The lower the mean absolute error, the better the fit. Hence, if the simulated data perfectly matches the actual data, point-by-point, then the mean absolute error is zero. If the simulated data is displaced in any way from the actual data (systematically or randomly) then the mean absolute error takes a positive value. Of course the temptation is to ask 'what is a good number for MAE?', but there is no simple answer to this question. In practice it is best to use the metric alongside visual comparisons of actual and simulated data as a way to assess whether or not fit is improving when parameter and structural changes are made to the model.

An alternative metric is the mean square error (MSE), defined as the sum of the squares of the differences between the model generated data points X_m and actual data points X_a divided by the total number of data points n.

The lower the mean square error the better the fit. There is no particular criterion for deciding which of these two metrics, MAE or MSE, is better. Either can help modellers to objectively assess whether the fit of a given model to data is improved or worsened as its parameters are varied within plausible bounds. However, the mean square error has the advantage that it can be usefully decomposed into three separate components, known as Theil's Inequality Statistics (Theil, 1966), which correspond to informal visual measures of fit that modellers often use. The inequality statistics measure how much of the mean square error between simulated and actual trajectories can be explained by: (1) bias U^M resulting from a difference between means; (2) unequal variation or 'stretch/shrinkage' U^S due to a difference in standard deviation; and (3) unequal covariation U^C caused by phase shift or unexplained variability. The components can each be expressed in terms of standard statistical measures as shown below and are defined in such a way that their sum (U^M + U^S + U^C) is identically equal to 1:

The unequal mean or bias statistic U^M is the square of the difference between the mean of model-generated data points and the mean of the actual data points divided by the mean square error MSE.

The unequal variation or stretch/shrinkage statistic U^S is the square of the difference between the standard deviation of the model-generated data points s_m and the standard deviation of the actual data points s_a, divided by the mean square error MSE.

The unequal covariation statistic U^C is the product of the standard deviation of model-generated data points s_m and the standard deviation of actual data points s_a multiplied by double the complement of the correlation coefficient (1 − r), divided by the mean square error MSE.

Consider the inequalities between the two trajectories shown in Figure 10.16, which are taken from the soap industry model. Line 1 shows model-generated behaviour, while line 2 is actual time series data for the same variable plotted on a scale from zero to six over a 72-month time horizon. A visual comparison suggests the two lines follow a similar path of growth and saturation. However, the actual time series contains a short-term cycle that is absent from the simulation. Also, the simulated line has a slight upward bias. The mean square error (MSE) between the two trajectories is 0.2, reflecting the broad similarity in the shape and timing of the growth trajectories. Using the Thiel inequality statistics to decompose the error we find the following results. The bias U^M is 0.39, so 39 per cent of the mean square error arises from the difference of means, reflecting the upward displacement of the simulated data points. The stretch U^S is 0.04, so only 4 per cent of the mean square error arises from stretch or shrinkage, as there is no discernable cyclicality in the simulated data points to mimic, at smaller amplitude, the cycle in the actual data. The unequal covariation U^C is 0.58, which means that 58 per cent of the mean square error arises from point-by-point differences caused by the unexplained cyclicality in the data. We will return later to an interpretation of the practical significance of these differences.

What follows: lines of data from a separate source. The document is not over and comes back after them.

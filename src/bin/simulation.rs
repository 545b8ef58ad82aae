//! Sensor Fleet Simulation
//!
//! Generates synthetic reading messages for every sensor in a limits CSV,
//! one JSON message per line on stdout. Sensors random-walk around
//! mid-range; now and then a whole machine enters a fault and its sensors
//! are driven past their operational limits.
//!
//! # Usage
//! ```bash
//! ./simulation --limits files/sensor_operational_range.csv --speed 10 \
//!     | ./pdm-trends --stdin --limits files/sensor_operational_range.csv
//! ```

use std::collections::BTreeMap;
use std::io::{self, Write};
use std::path::PathBuf;
use std::time::{Duration, Instant};

use chrono::{DateTime, Utc};
use clap::Parser;
use rand::prelude::*;
use rand_distr::{Distribution, Normal};

use pdm_trends::config::limits::load_limits;
use pdm_trends::types::{LimitsRegistry, ReadingMessage};

// ============================================================================
// Simulation Constants
// ============================================================================

/// Pull toward 50% per tick, as a fraction of the distance
const CENTER_PULL: f64 = 0.05;
/// Maximum random-walk step (percentage points)
const DRIFT_STEP_PCT: f64 = 2.0;
/// Normal operation is kept within this band (percent of range)
const NORMAL_BAND_PCT: (f64, f64) = (15.0, 85.0);
/// Noise standard deviation as a fraction of range
const NOISE_FRACTION: f64 = 0.01;
/// Values never leave range by more than this fraction of span
const OVERSHOOT_FRACTION: f64 = 0.1;
/// Fault duration bounds (seconds)
const FAULT_DURATION_SECS: (f64, f64) = (30.0, 120.0);

// ============================================================================
// CLI Arguments
// ============================================================================

#[derive(Parser, Debug)]
#[command(name = "pdm-simulation")]
#[command(about = "Synthetic sensor readings with fault injection for pdm-trends testing")]
#[command(version)]
struct Args {
    /// Operational limits CSV defining the simulated sensors
    #[arg(long)]
    limits: PathBuf,

    /// Simulated seconds between messages
    #[arg(long, default_value = "1")]
    interval_secs: u64,

    /// Time compression factor (1 = real-time, 0 = no delay)
    #[arg(short, long, default_value = "1")]
    speed: u32,

    /// Stop after this many simulated seconds (runs forever when omitted)
    #[arg(long)]
    duration_secs: Option<u64>,

    /// Chance per tick that an idle fleet enters a fault
    #[arg(long, default_value = "0.05")]
    fault_probability: f64,

    /// Random seed for reproducibility
    #[arg(long)]
    seed: Option<u64>,

    /// Suppress the event log on stderr
    #[arg(short, long)]
    quiet: bool,
}

// ============================================================================
// Simulation State
// ============================================================================

struct SimSensor {
    id: String,
    machine: String,
    low: f64,
    high: f64,
    target_pct: f64,
    /// Direction chosen for the current fault; `true` drives high
    fault_high: Option<bool>,
}

impl SimSensor {
    fn span(&self) -> f64 {
        self.high - self.low
    }

    fn is_binary(&self) -> bool {
        self.low == 0.0 && self.high == 1.0
    }
}

struct Fault {
    machine: String,
    started_at: f64,
    duration: f64,
}

struct Simulation {
    sensors: Vec<SimSensor>,
    machines: Vec<String>,
    fault: Option<Fault>,
    fault_probability: f64,
    rng: StdRng,
    sim_time_seconds: f64,
    faults_triggered: u64,
}

impl Simulation {
    fn new(limits: &LimitsRegistry, fault_probability: f64, seed: Option<u64>) -> Self {
        let mut rng = match seed {
            Some(s) => StdRng::seed_from_u64(s),
            None => StdRng::from_entropy(),
        };

        let mut entries: Vec<_> = limits.iter().collect();
        entries.sort_by(|a, b| a.0.cmp(b.0));

        let sensors: Vec<SimSensor> = entries
            .into_iter()
            .map(|(id, limit)| SimSensor {
                id: id.to_string(),
                machine: id.split_once(':').map_or("UNKNOWN", |(m, _)| m).to_string(),
                low: limit.low,
                high: limit.high,
                target_pct: rng.gen_range(40.0..60.0),
                fault_high: None,
            })
            .collect();

        let mut machines: Vec<String> = sensors.iter().map(|s| s.machine.clone()).collect();
        machines.sort();
        machines.dedup();

        Self {
            sensors,
            machines,
            fault: None,
            fault_probability,
            rng,
            sim_time_seconds: 0.0,
            faults_triggered: 0,
        }
    }

    /// Advance one tick. Returns log lines for fault transitions.
    fn step(&mut self, dt: f64) -> Vec<String> {
        let mut events = Vec::new();
        self.sim_time_seconds += dt;
        let now = self.sim_time_seconds;

        if let Some(fault) = &self.fault {
            if now - fault.started_at > fault.duration {
                events.push(format!("FAULT CLEARED: {}", fault.machine));
                self.fault = None;
            }
        }

        for sensor in &mut self.sensors {
            match &self.fault {
                Some(fault) if fault.machine == sensor.machine => {
                    let progress = ((now - fault.started_at) / fault.duration).clamp(0.0, 1.0);
                    let high = *sensor.fault_high.get_or_insert_with(|| self.rng.gen_bool(0.5));
                    sensor.target_pct = if high {
                        80.0 + progress * 40.0
                    } else {
                        20.0 - progress * 30.0
                    };
                }
                _ => {
                    let drift = self.rng.gen_range(-DRIFT_STEP_PCT..DRIFT_STEP_PCT);
                    let pull = (50.0 - sensor.target_pct) * CENTER_PULL;
                    sensor.target_pct = (sensor.target_pct + drift + pull)
                        .clamp(NORMAL_BAND_PCT.0, NORMAL_BAND_PCT.1);
                    sensor.fault_high = None;
                }
            }
        }

        if self.fault.is_none()
            && !self.machines.is_empty()
            && self.rng.gen::<f64>() < self.fault_probability
        {
            let idx = self.rng.gen_range(0..self.machines.len());
            let duration = self
                .rng
                .gen_range(FAULT_DURATION_SECS.0..FAULT_DURATION_SECS.1);
            let machine = self.machines[idx].clone();
            events.push(format!("FAULT TRIGGERED: {} for {:.0}s", machine, duration));
            self.fault = Some(Fault {
                machine,
                started_at: now,
                duration,
            });
            self.faults_triggered += 1;
        }

        events
    }

    fn value_of(&mut self, idx: usize) -> f64 {
        let sensor = &self.sensors[idx];
        let span = sensor.span();
        if span <= 0.0 {
            return sensor.low;
        }
        let base = sensor.low + span * sensor.target_pct / 100.0;
        let noise = Normal::new(0.0, span * NOISE_FRACTION)
            .map(|n| n.sample(&mut self.rng))
            .unwrap_or(0.0);
        (base + noise).clamp(
            sensor.low - span * OVERSHOOT_FRACTION,
            sensor.high + span * OVERSHOOT_FRACTION,
        )
    }

    fn message(&mut self, timestamp: DateTime<Utc>) -> ReadingMessage {
        let mut readings = BTreeMap::new();
        for idx in 0..self.sensors.len() {
            let value = self.value_of(idx);
            let sensor = &self.sensors[idx];
            let rendered = if sensor.is_binary() {
                format!("{}", value.round().clamp(0.0, 1.0) as u8)
            } else {
                format!("{:.2}", value)
            };
            readings.insert(sensor.id.clone(), serde_json::Value::String(rendered));
        }
        ReadingMessage {
            timestamp: Some(timestamp.format("%Y-%m-%dT%H:%M:%S%.6f").to_string()),
            source: Some("simulation".to_string()),
            readings,
        }
    }
}

// ============================================================================
// Logging Utilities
// ============================================================================

fn format_time(seconds: f64) -> String {
    let hours = (seconds / 3600.0) as u32;
    let minutes = ((seconds % 3600.0) / 60.0) as u32;
    let secs = (seconds % 60.0) as u32;
    format!("{:02}:{:02}:{:02}", hours, minutes, secs)
}

fn log_event(time: f64, message: &str, quiet: bool) {
    if !quiet {
        eprintln!("[{}] {}", format_time(time), message);
    }
}

// ============================================================================
// Main Entry Point
// ============================================================================

fn main() -> Result<(), Box<dyn std::error::Error>> {
    let args = Args::parse();

    let limits = load_limits(&args.limits)?;
    let mut sim = Simulation::new(&limits, args.fault_probability, args.seed);

    log_event(0.0, &"=".repeat(70), args.quiet);
    log_event(0.0, "SENSOR FLEET SIMULATION", args.quiet);
    log_event(
        0.0,
        &format!(
            "  {} sensors across {} machines",
            sim.sensors.len(),
            sim.machines.len()
        ),
        args.quiet,
    );
    log_event(0.0, &format!("  Interval: {}s | Speed: {}x", args.interval_secs, args.speed), args.quiet);
    if let Some(seed) = args.seed {
        log_event(0.0, &format!("  Random seed: {}", seed), args.quiet);
    }
    log_event(0.0, &"=".repeat(70), args.quiet);

    let interval = args.interval_secs.max(1);
    let tick_real = if args.speed == 0 {
        Duration::ZERO
    } else {
        Duration::from_secs(interval) / args.speed
    };
    let start_wall = Utc::now();
    let start_time = Instant::now();

    let stdout = io::stdout();
    let mut stdout_lock = stdout.lock();
    let mut messages = 0u64;

    loop {
        let loop_start = Instant::now();

        for event in sim.step(interval as f64) {
            log_event(sim.sim_time_seconds, &event, args.quiet);
        }

        let timestamp =
            start_wall + chrono::Duration::milliseconds((sim.sim_time_seconds * 1000.0) as i64);
        let message = sim.message(timestamp);
        // Broken pipe ends the run
        if writeln!(stdout_lock, "{}", serde_json::to_string(&message)?).is_err() {
            break;
        }
        stdout_lock.flush()?;
        messages += 1;

        if let Some(limit) = args.duration_secs {
            if sim.sim_time_seconds >= limit as f64 {
                break;
            }
        }

        let elapsed = loop_start.elapsed();
        if elapsed < tick_real {
            std::thread::sleep(tick_real - elapsed);
        }
    }

    log_event(sim.sim_time_seconds, &"=".repeat(70), args.quiet);
    log_event(sim.sim_time_seconds, &format!("Messages: {}", messages), args.quiet);
    log_event(sim.sim_time_seconds, &format!("Faults triggered: {}", sim.faults_triggered), args.quiet);
    log_event(
        sim.sim_time_seconds,
        &format!("Real time: {:.1}s", start_time.elapsed().as_secs_f64()),
        args.quiet,
    );

    Ok(())
}

#[cfg(test)]
mod tests {
    use super::*;
    use pdm_trends::types::OperationalLimit;

    fn limits() -> LimitsRegistry {
        [
            ("A:temp".to_string(), OperationalLimit::new(0.0, 100.0)),
            ("A:run".to_string(), OperationalLimit::new(0.0, 1.0)),
            ("B:pressure".to_string(), OperationalLimit::new(10.0, 20.0)),
        ]
        .into_iter()
        .collect()
    }

    #[test]
    fn same_seed_same_stream() {
        let ts = Utc::now();
        let mut a = Simulation::new(&limits(), 0.05, Some(7));
        let mut b = Simulation::new(&limits(), 0.05, Some(7));
        for _ in 0..50 {
            a.step(1.0);
            b.step(1.0);
            assert_eq!(a.message(ts).readings, b.message(ts).readings);
        }
    }

    #[test]
    fn normal_operation_stays_inside_limits() {
        let mut sim = Simulation::new(&limits(), 0.0, Some(1));
        for _ in 0..500 {
            sim.step(1.0);
            for idx in 0..sim.sensors.len() {
                let v = sim.value_of(idx);
                let s = &sim.sensors[idx];
                // 15-85% band plus a few sigma of noise never reaches the limits
                assert!(v > s.low && v < s.high, "{} = {}", s.id, v);
            }
        }
    }

    #[test]
    fn fault_drives_machine_out_of_range_then_clears() {
        let mut sim = Simulation::new(&limits(), 1.0, Some(3));
        sim.step(1.0);
        let (machine, started) = sim
            .fault
            .as_ref()
            .map(|f| (f.machine.clone(), f.started_at))
            .unwrap();

        let mut cleared = false;
        for _ in 0..125 {
            sim.step(1.0);
            match &sim.fault {
                Some(f) if f.machine == machine && f.started_at == started => {}
                _ => {
                    cleared = true;
                    break;
                }
            }
            for s in sim.sensors.iter().filter(|s| s.machine == machine) {
                assert!(s.target_pct >= 80.0 || s.target_pct <= 20.0);
            }
        }
        assert!(cleared);
    }

    #[test]
    fn binary_sensors_emit_zero_or_one() {
        let mut sim = Simulation::new(&limits(), 0.0, Some(9));
        sim.step(1.0);
        let msg = sim.message(Utc::now());
        let run = msg.readings["A:run"].as_str().unwrap();
        assert!(run == "0" || run == "1");
    }
}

Figure 10.16. Comparing actual and simulated data

Qualitative tests of fit are also widely used in practice – eyeballing the magnitude, shape, periodicity and phasing of simulated trajectories and comparing to past behaviour. Such tests may appear ad hoc at first glance, but they are well suited to situations in which observations about real-world behaviour arise from a patchwork of mental, verbal and written data sources. In many modelling projects, time series data is sparse and incomplete. However, it is still possible to build confidence in model fit by ensuring that simulated trajectories are correctly scaled, pass through recognised data points, have the appropriate periodicity and relative phasing and are consistent with reliable anecdotal information about past behaviour.

An interesting example of such confidence building with limited data is provided by the World Dynamics model mentioned in Chapter 1. The model's purpose was to understand the long-term dynamics of population in a world of limited resources and the problems facing humanity when industrial activity exceeds the finite carrying capacity of the earth. The time horizon of the study was two hundred years, from 1900 to 2100, and the model contained highly aggregated stock variables such as population, natural resources, capital investment, quality of life and pollution as well as a host of other inter-locking auxiliary variables. The behaviour over time of population was central to the model's arguments, so it was important that its historical behaviour looked realistic. The simulated trajectory of population was calibrated using just two data points and a logical argument about the dynamics of reinforcing feedback. The following quote from World Dynamics illustrates the reasoning:

Taking a world population of 1.6 billion in 1900 (the start of the simulation) and a world population of 3.6 billion in 1970 (at the time of the study), the cumulative growth rate has averaged 1.2 per cent per year. This is the difference between the birth rate and the death rate which we will here take as the difference between the coefficients BRN (birth rate normal) and DRN (death rate normal). A value of 0.04 for BRN (meaning that the annual birth rate is 4 per cent of the population) and a value of 0.028 for DRN (2.8 per cent of the population per year) would satisfy this 1.2 per cent difference and would be compatible with observed demographic rates for the first three-quarters of the 20th century. The reciprocal of death rate normal DRN of 0.028 implies a life expectancy at birth of 36 years (including infant mortality).

Effective calibration of the population trajectory was achieved with sparse but reliable data. By knowing population at two widely separated points in time it was possible to estimate the net growth rate of population. Then, by choosing plausible coefficients for the birth rate and death rate (the two parameters that control exponential growth), it was possible to ensure that the behaviour of population was realistic and correctly scaled over the entire historical period of the simulation from 1900 to 1970.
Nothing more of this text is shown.